Le 3 Tamouz 2488 (1273 avant l’ère commune), Yehochoua conduisait le Peuple Juif dans l’une de ses batailles pour conquérir la Terre d’Israël. La victoire était imminente mais l’obscurité tombait. «Soleil ! », proclama Yehochoua, « arrête-toi à Givon. Lune, dans la vallée d’Ayalon ! » Les corps célestes s’exécutèrent, arrêtant leur progression dans le ciel jusqu’à ce que les Hébreux mènent leur combat à la victoire.
Nos Sages ont affirmé que «D.ieu n’accomplit pas un miracle en vain». Pourquoi donc ces bouleversements astronomiques effectués à la demande de Yehochoua ? N’aurait-il pas été suffisant d’accomplir un miracle plus limité, comme simplement illuminer le site de la bataille ? Mais un tel prodige suscitant une lumière «artificielle» aurait impliqué que les lois de la nature soient simplement dépassées et non transformées. Pour inspirer le Peuple non seulement à transcender leur moi naturel mais aussi à le transformer et le sublimer, D.ieu voulut que la lumière miraculeuse dont ils bénéficièrent fut la lumière naturelle du soleil, quand bien même cela impliquait de créer un nouvel ordre naturel dans les cieux.
Un miracle par étapes
Le second «miracle naturel» associé au 3 Tamouz se produisit 3199 ans plus tard, cette fois en termes encore plus naturels (et donc plus miraculeux). Le 3 Tamouz 5687 (1927), le sixième Rabbi, Rabbi Yossef Its’hak Schneersohn fut libéré de la prison de Spolerne, à Leningrad (aujourd’hui Petersbourg).

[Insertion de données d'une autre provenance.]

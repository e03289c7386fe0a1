use chrono::{DateTime, Utc};
use serde::{Deserialize, Serialize};
use std::fmt;
use std::ops::Range;
use std::str::FromStr;

/// Marker placed between the metadata header and the content of a chunk.
pub const CONTENT_BOUNDARY: &str = "[Content]";

#[derive(Debug, Clone, Copy, Serialize, Deserialize, PartialEq, Eq, Hash)]
#[serde(rename_all = "lowercase")]
pub enum DocumentStatus {
    Pending,
    Processing,
    Complete,
    Error,
    Cancelled,
    Reprocessing,
}

impl DocumentStatus {
    pub fn as_str(&self) -> &'static str {
        match self {
            DocumentStatus::Pending => "pending",
            DocumentStatus::Processing => "processing",
            DocumentStatus::Complete => "complete",
            DocumentStatus::Error => "error",
            DocumentStatus::Cancelled => "cancelled",
            DocumentStatus::Reprocessing => "reprocessing",
        }
    }

    /// A complete chunk set is persisted. Reprocessing swaps it in one step,
    /// so the previous set stays until then.
    pub fn has_persisted_chunks(&self) -> bool {
        matches!(self, DocumentStatus::Complete | DocumentStatus::Reprocessing)
    }
}

impl fmt::Display for DocumentStatus {
    fn fmt(&self, f: &mut fmt::Formatter<'_>) -> fmt::Result {
        f.write_str(self.as_str())
    }
}

impl FromStr for DocumentStatus {
    type Err = String;

    fn from_str(value: &str) -> Result<Self, Self::Err> {
        match value {
            "pending" => Ok(DocumentStatus::Pending),
            "processing" => Ok(DocumentStatus::Processing),
            "complete" => Ok(DocumentStatus::Complete),
            "error" => Ok(DocumentStatus::Error),
            "cancelled" => Ok(DocumentStatus::Cancelled),
            "reprocessing" => Ok(DocumentStatus::Reprocessing),
            other => Err(format!("unknown document status '{other}'")),
        }
    }
}

#[derive(Debug, Clone, Serialize, Deserialize, PartialEq, Eq)]
pub struct Chip {
    pub key: String,
    pub value: String,
}

#[derive(Debug, Clone, Default, Serialize, Deserialize, PartialEq, Eq)]
#[serde(transparent)]
pub struct ChipSet {
    entries: Vec<Chip>,
}

impl ChipSet {
    pub fn new() -> Self {
        Self::default()
    }

    pub fn insert(&mut self, key: impl Into<String>, value: impl Into<String>) {
        let key = key.into();
        let value = value.into();
        match self.entries.iter_mut().find(|chip| chip.key == key) {
            Some(existing) => existing.value = value,
            None => self.entries.push(Chip { key, value }),
        }
    }

    pub fn get(&self, key: &str) -> Option<&str> {
        self.entries
            .iter()
            .find(|chip| chip.key == key)
            .map(|chip| chip.value.as_str())
    }

    pub fn len(&self) -> usize {
        self.entries.len()
    }

    pub fn is_empty(&self) -> bool {
        self.entries.is_empty()
    }

    pub fn iter(&self) -> impl Iterator<Item = &Chip> {
        self.entries.iter()
    }

    pub fn non_empty(&self) -> impl Iterator<Item = &Chip> {
        self.entries
            .iter()
            .filter(|chip| !chip.value.trim().is_empty())
    }

    /// Auto chips overlaid with custom chips; custom wins on key collision.
    pub fn merged_with(&self, overrides: &ChipSet) -> ChipSet {
        let mut merged = self.clone();
        for chip in overrides.iter() {
            merged.insert(chip.key.clone(), chip.value.clone());
        }
        merged
    }
}

impl<K, V> FromIterator<(K, V)> for ChipSet
where
    K: Into<String>,
    V: Into<String>,
{
    fn from_iter<T: IntoIterator<Item = (K, V)>>(iter: T) -> Self {
        let mut set = ChipSet::new();
        for (key, value) in iter {
            set.insert(key, value);
        }
        set
    }
}

#[derive(Debug, Clone, Serialize, Deserialize, PartialEq)]
pub struct SourceDocument {
    pub id: String,
    pub file_name: String,
    pub source_path: String,
    pub checksum: String,
    pub document_type: Option<String>,
    pub cleaned_text: Option<String>,
    pub status: DocumentStatus,
    pub status_message: Option<String>,
    pub uploaded_at: DateTime<Utc>,
    pub processed_at: Option<DateTime<Utc>>,
    pub auto_chips: ChipSet,
    pub custom_chips: ChipSet,
    pub chunk_count: usize,
}

impl SourceDocument {
    pub fn pending(
        id: impl Into<String>,
        file_name: impl Into<String>,
        source_path: impl Into<String>,
        checksum: impl Into<String>,
    ) -> Self {
        Self {
            id: id.into(),
            file_name: file_name.into(),
            source_path: source_path.into(),
            checksum: checksum.into(),
            document_type: None,
            cleaned_text: None,
            status: DocumentStatus::Pending,
            status_message: None,
            uploaded_at: Utc::now(),
            processed_at: None,
            auto_chips: ChipSet::new(),
            custom_chips: ChipSet::new(),
            chunk_count: 0,
        }
    }

    pub fn effective_chips(&self) -> ChipSet {
        self.auto_chips.merged_with(&self.custom_chips)
    }
}

#[derive(Debug, Clone, Serialize, Deserialize, PartialEq)]
pub struct ChipChunk {
    pub chunk_id: String,
    pub document_id: String,
    pub chunk_index: usize,
    pub word_count: usize,
    pub text: String,
    /// Character offsets of the content slice within the cleaned text.
    pub char_start: usize,
    pub char_end: usize,
    pub embedding: Option<Vec<f32>>,
}

impl ChipChunk {
    pub fn char_range(&self) -> Range<usize> {
        self.char_start..self.char_end
    }

    /// The content slice without the metadata header. The boundary is matched
    /// as a whole line; chip lines always read `Label: value`.
    pub fn content(&self) -> &str {
        let marker = format!("\n{CONTENT_BOUNDARY}\n");
        match self.text.find(&marker) {
            Some(position) => &self.text[position + marker.len()..],
            None => &self.text,
        }
    }
}

#[derive(Debug, Clone, Serialize, Deserialize, PartialEq)]
pub struct RetrievedChunk {
    pub chunk: ChipChunk,
    pub similarity: f32,
    pub document_name: String,
    pub document_type: Option<String>,
}

#[derive(Debug, Clone, Serialize, Deserialize, PartialEq)]
pub struct ClassificationResult {
    pub file_type: String,
    pub confidence: f32,
    pub chips: ChipSet,
    pub reasoning: Option<String>,
}

#[derive(Debug, Clone, Copy, Default, Serialize, Deserialize, PartialEq, Eq)]
pub struct StageTimings {
    pub extract_ms: u64,
    pub clean_ms: u64,
    pub classify_ms: u64,
    pub chunk_ms: u64,
    pub embed_ms: u64,
    pub store_ms: u64,
    pub total_ms: u64,
}

#[derive(Debug, Clone, Serialize, Deserialize, PartialEq)]
pub struct IngestOutcome {
    pub document_id: String,
    pub classification: ClassificationResult,
    pub chunk_count: usize,
    pub failed_pages: Vec<usize>,
    pub timings: StageTimings,
}

#[derive(Debug, Clone, Copy, Serialize, Deserialize, PartialEq, Eq)]
pub struct ReprocessOutcome {
    pub previous_chunk_count: usize,
    pub new_chunk_count: usize,
}

#[derive(Debug, Clone, Copy, Serialize, Deserialize, PartialEq, Eq)]
pub struct CancelOutcome {
    pub chunks_deleted: usize,
    pub document_deleted: bool,
    pub already_complete: bool,
}

#[cfg(test)]
mod tests {
    use super::*;

    #[test]
    fn custom_chips_win_on_collision() {
        let auto: ChipSet = [("tenant_name", "Acme"), ("monthly_rent", "1200")]
            .into_iter()
            .collect();
        let custom: ChipSet = [("tenant_name", "Acme Holdings"), ("unit", "4B")]
            .into_iter()
            .collect();

        let merged = auto.merged_with(&custom);

        assert_eq!(merged.get("tenant_name"), Some("Acme Holdings"));
        assert_eq!(merged.get("monthly_rent"), Some("1200"));
        assert_eq!(merged.get("unit"), Some("4B"));
        let keys: Vec<_> = merged.iter().map(|chip| chip.key.as_str()).collect();
        assert_eq!(keys, vec!["tenant_name", "monthly_rent", "unit"]);
    }

    #[test]
    fn status_round_trips_through_text() {
        for status in [
            DocumentStatus::Pending,
            DocumentStatus::Processing,
            DocumentStatus::Complete,
            DocumentStatus::Error,
            DocumentStatus::Cancelled,
            DocumentStatus::Reprocessing,
        ] {
            assert_eq!(status.as_str().parse::<DocumentStatus>(), Ok(status));
        }
        assert!("done".parse::<DocumentStatus>().is_err());
    }

    #[test]
    fn content_strips_header() {
        let chunk = ChipChunk {
            chunk_id: "c".to_string(),
            document_id: "d".to_string(),
            chunk_index: 0,
            word_count: 2,
            text: format!("[Document Metadata]\nTenant Name: Acme\n{CONTENT_BOUNDARY}\nhello world"),
            char_start: 0,
            char_end: 11,
            embedding: None,
        };
        assert_eq!(chunk.content(), "hello world");
    }

    #[test]
    fn chip_value_mentioning_the_boundary_stays_in_the_header() {
        let chunk = ChipChunk {
            chunk_id: "c".to_string(),
            document_id: "d".to_string(),
            chunk_index: 0,
            word_count: 2,
            text: format!(
                "[Document Metadata]\nNotes: see {CONTENT_BOUNDARY}\n{CONTENT_BOUNDARY}\nhello {CONTENT_BOUNDARY}\nworld"
            ),
            char_start: 0,
            char_end: 21,
            embedding: None,
        };
        assert_eq!(chunk.content(), format!("hello {CONTENT_BOUNDARY}\nworld"));
    }
}
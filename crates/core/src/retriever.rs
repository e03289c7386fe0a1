use crate::config::RetrievalConfig;
use crate::embeddings::Embedder;
use crate::error::SearchError;
use crate::models::RetrievedChunk;
use crate::traits::KnowledgeStore;
use std::sync::Arc;
use tracing::info;

pub struct Retriever {
    embedder: Arc<Embedder>,
    store: Arc<dyn KnowledgeStore>,
    config: RetrievalConfig,
}

impl Retriever {
    pub fn new(embedder: Arc<Embedder>, store: Arc<dyn KnowledgeStore>, config: RetrievalConfig) -> Self {
        Self {
            embedder,
            store,
            config,
        }
    }

    pub async fn retrieve(
        &self,
        query: &str,
        top_k: Option<usize>,
        min_similarity: Option<f32>,
    ) -> Result<Vec<RetrievedChunk>, SearchError> {
        let query = query.trim();
        if query.is_empty() {
            return Err(SearchError::Request("query must not be empty".to_string()));
        }

        let top_k = top_k.unwrap_or(self.config.top_k);
        let min_similarity = min_similarity.unwrap_or(self.config.min_similarity);
        if !(0.0..=1.0).contains(&min_similarity) {
            return Err(SearchError::Request(format!(
                "min_similarity must be within [0, 1], got {min_similarity}"
            )));
        }
        if top_k == 0 {
            return Ok(Vec::new());
        }

        let vector = self.embedder.embed_query(query).await?;
        let hits = self.store.search_similar(&vector, min_similarity, top_k).await?;

        info!(
            top_k,
            min_similarity,
            hits = hits.len(),
            best = hits.first().map(|hit| hit.similarity).unwrap_or(0.0),
            "Retrieved chunks"
        );
        Ok(hits)
    }
}
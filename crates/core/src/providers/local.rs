use crate::error::ServiceError;
use crate::services::{
    ChatMessage, CompletionService, EmbeddingService, IndexedEmbedding, PageImage,
    PageTextService,
};
use async_trait::async_trait;

pub const OFFLINE_REPLY: &str = "No reasoning service is configured (offline mode).";

/// Hashes character trigrams into a fixed number of buckets and
/// L2-normalizes the result.
#[derive(Debug, Clone, Copy)]
pub struct CharacterNgramEmbedder {
    pub dimensions: usize,
}

impl CharacterNgramEmbedder {
    pub fn new(dimensions: usize) -> Self {
        Self {
            dimensions: dimensions.max(1),
        }
    }

    pub fn vector(&self, text: &str) -> Vec<f32> {
        let mut vector = vec![0f32; self.dimensions.max(1)];
        let chars: Vec<char> = text.to_lowercase().chars().collect();

        for window in chars.windows(3) {
            let mut hash = 1469598103934665603u64;
            for character in window {
                let mut buffer = [0u8; 4];
                for byte in character.encode_utf8(&mut buffer).bytes() {
                    hash ^= byte as u64;
                    hash = hash.wrapping_mul(1099511628211);
                }
            }
            let bucket = (hash % vector.len() as u64) as usize;
            vector[bucket] += 1.0;
        }

        let magnitude = vector.iter().map(|value| value * value).sum::<f32>().sqrt();
        if magnitude > 0.0 {
            for value in &mut vector {
                *value /= magnitude;
            }
        }

        vector
    }
}

#[async_trait]
impl EmbeddingService for CharacterNgramEmbedder {
    async fn embed(&self, inputs: &[String]) -> Result<Vec<IndexedEmbedding>, ServiceError> {
        Ok(inputs
            .iter()
            .enumerate()
            .map(|(index, input)| IndexedEmbedding {
                index,
                vector: self.vector(input),
            })
            .collect())
    }

    fn name(&self) -> &str {
        "character-ngram"
    }
}

#[derive(Debug, Clone, Copy, Default)]
pub struct TextLayerOnly;

#[async_trait]
impl PageTextService for TextLayerOnly {
    async fn extract_page(&self, page: &PageImage, _instruction: &str) -> Result<String, ServiceError> {
        Err(ServiceError::InvalidResponse {
            service: "offline".to_string(),
            details: format!("page {} has no text layer and cannot be transcribed offline", page.page_number),
        })
    }
}

#[derive(Debug, Clone, Copy, Default)]
pub struct OfflineCompletion;

#[async_trait]
impl CompletionService for OfflineCompletion {
    async fn complete(&self, _messages: &[ChatMessage]) -> Result<String, ServiceError> {
        Ok(OFFLINE_REPLY.to_string())
    }
}

#[cfg(test)]
mod tests {
    use super::*;

    #[test]
    fn embedder_is_deterministic_and_normalized() {
        let embedder = CharacterNgramEmbedder::new(64);
        let first = embedder.vector("Monthly rent is due on the first");
        let second = embedder.vector("Monthly rent is due on the first");
        assert_eq!(first, second);
        assert_eq!(first.len(), 64);

        let norm = first.iter().map(|value| value * value).sum::<f32>().sqrt();
        assert!((norm - 1.0).abs() < 1e-5);
    }

    #[test]
    fn short_input_yields_zero_vector() {
        let vector = CharacterNgramEmbedder::new(8).vector("ab");
        assert!(vector.iter().all(|value| *value == 0.0));
    }

    #[tokio::test]
    async fn batch_preserves_indices() {
        let embedder = CharacterNgramEmbedder::new(16);
        let inputs = vec!["alpha".to_string(), "beta".to_string()];
        let response = embedder.embed(&inputs).await.expect("offline embed");
        assert_eq!(response.len(), 2);
        assert_eq!(response[1].index, 1);
        assert_eq!(response[1].vector, embedder.vector("beta"));
    }
}
use crate::cleaner::SECTION_BREAK;
use crate::error::IngestError;
use crate::models::{ChipChunk, ChipSet, CONTENT_BOUNDARY};
use crate::prompts::chip_lines;
use once_cell::sync::Lazy;
use regex::Regex;
use sha2::{Digest, Sha256};
use std::ops::Range;

pub const METADATA_HEADER: &str = "[Document Metadata]";
pub const NO_CONTENT_MARKER: &str = "[No content]";

static RE_WORD: Lazy<Regex> = Lazy::new(|| Regex::new(r"\S+").unwrap());
static RE_SECTION_BREAK: Lazy<Regex> = Lazy::new(|| {
    Regex::new(&format!(r"(?m)^[ \t]*{}[ \t]*$", regex::escape(SECTION_BREAK))).unwrap()
});

#[derive(Debug, Clone, Copy, PartialEq, Eq)]
pub struct ChunkingConfig {
    pub target_words: usize,
    pub overlap_words: usize,
    pub min_words: usize,
    pub respect_sections: bool,
}

impl Default for ChunkingConfig {
    fn default() -> Self {
        Self {
            target_words: 400,
            overlap_words: 50,
            min_words: 75,
            respect_sections: true,
        }
    }
}

impl ChunkingConfig {
    pub fn validate(&self) -> Result<(), IngestError> {
        if self.target_words == 0 {
            return Err(IngestError::InvalidChunkConfig(
                "target_words must be greater than zero".to_string(),
            ));
        }
        Ok(())
    }

    /// Words the window advances per step; never zero.
    pub fn step(&self) -> usize {
        self.target_words.saturating_sub(self.overlap_words).max(1)
    }
}

#[derive(Debug, Clone, PartialEq)]
pub struct ChunkedDocument {
    pub chunks: Vec<ChipChunk>,
    pub mean_word_count: f64,
}

impl ChunkedDocument {
    pub fn chunk_count(&self) -> usize {
        self.chunks.len()
    }
}

pub fn build_header(chips: &ChipSet) -> String {
    let mut header = String::from(METADATA_HEADER);
    header.push('\n');
    for line in chip_lines(chips) {
        header.push_str(&line);
        header.push('\n');
    }
    header.push_str(CONTENT_BOUNDARY);
    header.push('\n');
    header
}

pub fn chunk_document(
    document_id: &str,
    text: &str,
    chips: &ChipSet,
    config: &ChunkingConfig,
) -> Result<ChunkedDocument, IngestError> {
    config.validate()?;
    let header = build_header(chips);

    let sections = if config.respect_sections {
        split_sections(text)
    } else {
        vec![0..text.len()]
    };

    let mut segments: Vec<Range<usize>> = Vec::new();
    for section in sections {
        segments.extend(window_section(text, section, config));
    }

    if segments.len() > 1 {
        let last_words = word_count(&text[segments[segments.len() - 1].clone()]);
        if last_words < config.min_words {
            if let Some(last) = segments.pop() {
                if let Some(previous) = segments.last_mut() {
                    previous.end = last.end.max(previous.end);
                }
            }
        }
    }

    close_gaps(&mut segments, text.len());

    if segments.is_empty() {
        let body = format!("{header}{NO_CONTENT_MARKER}");
        return Ok(ChunkedDocument {
            chunks: vec![ChipChunk {
                chunk_id: make_chunk_id(document_id, 0, &body),
                document_id: document_id.to_string(),
                chunk_index: 0,
                word_count: 0,
                text: body,
                char_start: 0,
                char_end: 0,
                embedding: None,
            }],
            mean_word_count: 0.0,
        });
    }

    let chunks: Vec<ChipChunk> = segments
        .into_iter()
        .enumerate()
        .map(|(index, range)| {
            let content = &text[range.clone()];
            let body = format!("{header}{content}");
            let char_start = text[..range.start].chars().count();
            ChipChunk {
                chunk_id: make_chunk_id(document_id, index, &body),
                document_id: document_id.to_string(),
                chunk_index: index,
                word_count: word_count(content),
                char_start,
                char_end: char_start + content.chars().count(),
                text: body,
                embedding: None,
            }
        })
        .collect();

    let total_words: usize = chunks.iter().map(|chunk| chunk.word_count).sum();
    let mean_word_count = total_words as f64 / chunks.len() as f64;

    Ok(ChunkedDocument {
        chunks,
        mean_word_count,
    })
}

/// Byte ranges of sections; each break line opens the section after it.
fn split_sections(text: &str) -> Vec<Range<usize>> {
    let mut starts: Vec<usize> = vec![0];
    starts.extend(
        RE_SECTION_BREAK
            .find_iter(text)
            .map(|found| found.start())
            .filter(|start| *start > 0),
    );
    starts.push(text.len());
    starts.dedup();

    starts.windows(2).map(|pair| pair[0]..pair[1]).collect()
}

fn window_section(text: &str, section: Range<usize>, config: &ChunkingConfig) -> Vec<Range<usize>> {
    let offset = section.start;
    let words: Vec<Range<usize>> = RE_WORD
        .find_iter(&text[section])
        .map(|found| offset + found.start()..offset + found.end())
        .collect();

    if words.is_empty() {
        return Vec::new();
    }
    if words.len() <= config.target_words {
        return vec![words[0].start..words[words.len() - 1].end];
    }

    let step = config.step();
    let mut windows = Vec::new();
    let mut start = 0;
    loop {
        let end = (start + config.target_words).min(words.len());
        windows.push(words[start].start..words[end - 1].end);
        if end == words.len() {
            break;
        }
        start += step;
    }
    windows
}

/// Stretches segments so that together they span `0..len`: the first starts
/// at zero, each one runs up to where the next begins, the last runs to the end.
fn close_gaps(segments: &mut [Range<usize>], len: usize) {
    let starts: Vec<usize> = segments.iter().skip(1).map(|segment| segment.start).collect();
    for (segment, next_start) in segments.iter_mut().zip(starts) {
        segment.end = segment.end.max(next_start);
    }
    if let Some(first) = segments.first_mut() {
        first.start = 0;
    }
    if let Some(last) = segments.last_mut() {
        last.end = len;
    }
}

fn word_count(text: &str) -> usize {
    text.split_whitespace().count()
}

fn make_chunk_id(document_id: &str, index: usize, text: &str) -> String {
    let mut hasher = Sha256::new();
    hasher.update(document_id.as_bytes());
    hasher.update((index as u64).to_le_bytes());
    hasher.update(text.as_bytes());
    format!("{:x}", hasher.finalize())
}

#[cfg(test)]
mod tests {
    use super::*;

    fn words(count: usize) -> String {
        (0..count)
            .map(|index| format!("w{index}"))
            .collect::<Vec<_>>()
            .join(" ")
    }

    fn config(target: usize, overlap: usize, min: usize) -> ChunkingConfig {
        ChunkingConfig {
            target_words: target,
            overlap_words: overlap,
            min_words: min,
            respect_sections: true,
        }
    }

    fn assert_covers(text: &str, chunks: &[ChipChunk]) {
        let chars: Vec<char> = text.chars().collect();
        let mut covered = vec![false; chars.len()];
        for chunk in chunks {
            let slice: String = chars[chunk.char_range()].iter().collect();
            assert_eq!(chunk.content(), slice);
            for flag in &mut covered[chunk.char_range()] {
                *flag = true;
            }
        }
        let uncovered: Vec<usize> = (0..chars.len()).filter(|position| !covered[*position]).collect();
        assert!(uncovered.is_empty(), "uncovered positions: {uncovered:?}");
    }

    #[test]
    fn header_lists_chips_and_ends_with_boundary() {
        let chips: ChipSet = [("property_address", "123 Main St"), ("tenant_name", "")]
            .into_iter()
            .collect();
        let chunked =
            chunk_document("doc-1", "The lease begins today.", &chips, &config(10, 2, 1))
                .expect("chunking should succeed");

        let text = &chunked.chunks[0].text;
        assert!(text.contains("\nProperty Address: 123 Main St\n"));
        assert!(!text.contains("Tenant Name"));
        assert!(text.starts_with(METADATA_HEADER));
        assert!(text.ends_with("[Content]\nThe lease begins today."));
    }

    #[test]
    fn windows_overlap_and_cover_every_character() {
        let text = format!(
            "{}\n\n---\n\n{}\n\n  indented line\twith tab\n\n---\n\n{}",
            words(120),
            words(37),
            words(9)
        );
        let chunked = chunk_document("doc-1", &text, &ChipSet::new(), &config(50, 10, 20))
            .expect("chunking should succeed");

        let indices: Vec<usize> = chunked.chunks.iter().map(|chunk| chunk.chunk_index).collect();
        assert_eq!(indices, (0..chunked.chunk_count()).collect::<Vec<_>>());
        assert_covers(&text, &chunked.chunks);
        assert!(chunked.chunks.iter().all(|chunk| chunk.word_count <= 50 + 20));
    }

    #[test]
    fn chip_value_cannot_shift_the_content_boundary() {
        let chips: ChipSet = [("notes", "see [Content]\nbelow")].into_iter().collect();
        let text = "Rent is due monthly.";
        let chunked = chunk_document("doc-1", text, &chips, &config(10, 2, 1))
            .expect("chunking should succeed");
        assert!(chunked.chunks[0].text.contains("Notes: see [Content] below\n"));
        assert_eq!(chunked.chunks[0].content(), text);
    }

    #[test]
    fn original_formatting_is_preserved() {
        let text = "Name      Amount\nRent\t1200\n\nSecond paragraph.";
        let chunked = chunk_document("doc-1", text, &ChipSet::new(), &config(400, 50, 1))
            .expect("chunking should succeed");
        assert_eq!(chunked.chunks.len(), 1);
        assert_eq!(chunked.chunks[0].content(), text);
    }

    #[test]
    fn trailing_undersized_segment_merges_into_previous() {
        let text = words(25);
        let chunked = chunk_document("doc-1", &text, &ChipSet::new(), &config(10, 0, 8))
            .expect("chunking should succeed");

        assert_eq!(chunked.chunk_count(), 2);
        assert_eq!(chunked.chunks[1].word_count, 15);
        assert_covers(&text, &chunked.chunks);
        assert_eq!(chunked.mean_word_count, 12.5);
    }

    #[test]
    fn chunks_reconstruct_text_without_overlap() {
        for text in ["a b c d", "  lead\n\nand trail  \n", "Alpha beta\n\n---\n\nGamma delta"] {
            let chunked = chunk_document("doc-1", text, &ChipSet::new(), &config(2, 0, 1))
                .expect("chunking should succeed");
            assert_covers(text, &chunked.chunks);
            let rebuilt: String = chunked.chunks.iter().map(|chunk| chunk.content()).collect();
            assert_eq!(rebuilt, text);
        }
    }

    #[test]
    fn single_undersized_chunk_is_kept() {
        let chunked = chunk_document("doc-1", "just three words", &ChipSet::new(), &config(400, 50, 75))
            .expect("chunking should succeed");
        assert_eq!(chunked.chunk_count(), 1);
        assert_eq!(chunked.chunks[0].word_count, 3);
    }

    #[test]
    fn empty_document_yields_no_content_chunk() {
        let chunked = chunk_document("doc-1", "  \n\n ", &ChipSet::new(), &ChunkingConfig::default())
            .expect("chunking should succeed");
        assert_eq!(chunked.chunk_count(), 1);
        assert!(chunked.chunks[0].text.ends_with("[Content]\n[No content]"));
        assert_eq!(chunked.chunks[0].word_count, 0);
    }

    #[test]
    fn overlap_not_below_target_still_terminates() {
        let text = words(8);
        let chunked = chunk_document("doc-1", &text, &ChipSet::new(), &config(5, 10, 1))
            .expect("chunking should succeed");
        assert_eq!(chunked.chunk_count(), 4);
        assert_covers(&text, &chunked.chunks);
    }

    #[test]
    fn zero_target_is_rejected() {
        let error = chunk_document("doc-1", "text", &ChipSet::new(), &config(0, 0, 0))
            .expect_err("zero target must fail");
        assert!(matches!(error, IngestError::InvalidChunkConfig(_)));
    }

    #[test]
    fn section_breaks_start_new_chunks() {
        let text = "Alpha beta\n\n---\n\nGamma delta";
        let chunked = chunk_document("doc-1", text, &ChipSet::new(), &config(400, 50, 1))
            .expect("chunking should succeed");
        assert_eq!(chunked.chunk_count(), 2);
        assert_eq!(chunked.chunks[0].content(), "Alpha beta\n\n");
        assert_eq!(chunked.chunks[1].content(), "---\n\nGamma delta");
        assert_covers(text, &chunked.chunks);

        let flat = ChunkingConfig {
            respect_sections: false,
            ..config(400, 50, 1)
        };
        let chunked = chunk_document("doc-1", text, &ChipSet::new(), &flat)
            .expect("chunking should succeed");
        assert_eq!(chunked.chunk_count(), 1);
    }

    #[test]
    fn chunk_ids_are_unique_and_stable() {
        let text = words(30);
        let first = chunk_document("doc-1", &text, &ChipSet::new(), &config(10, 2, 1))
            .expect("chunking should succeed");
        let second = chunk_document("doc-1", &text, &ChipSet::new(), &config(10, 2, 1))
            .expect("chunking should succeed");

        let ids: std::collections::HashSet<_> =
            first.chunks.iter().map(|chunk| chunk.chunk_id.clone()).collect();
        assert_eq!(ids.len(), first.chunk_count());
        assert_eq!(first, second);
    }
}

Rabbi Yossef Its’hak avait été arrêté par les agents de la GPU (police secrète soviétique, précurseur du KGB) à cause de ses efforts pour soutenir la vie juive sous le régime communiste. Il avait été condamné à mort, à D.ieu ne plaise, mais la pression internationale avait obligé le régime soviétique à commuer cette condamnation en une sentence de dix ans de travaux forcés en Sibérie. Le 3 Tamouz, il fut libéré de prison et envoyé en exil.
Neuf jours plus tard, le 12 Tamouz, une nouvelle phase de la libération du Rabbi se produisit : un ordre le libérant et l’autorisant à retourner chez lui à Leningrad. Au bout de quelques mois, il put quitter le pays. D’au-delà des frontières d’URSS, le Rabbi continua à diriger son réseau clandestin d’émissaires et d’activités, d’aide matérielle et spirituelle aux Juifs des quatre coins de « l’empire soviétique ».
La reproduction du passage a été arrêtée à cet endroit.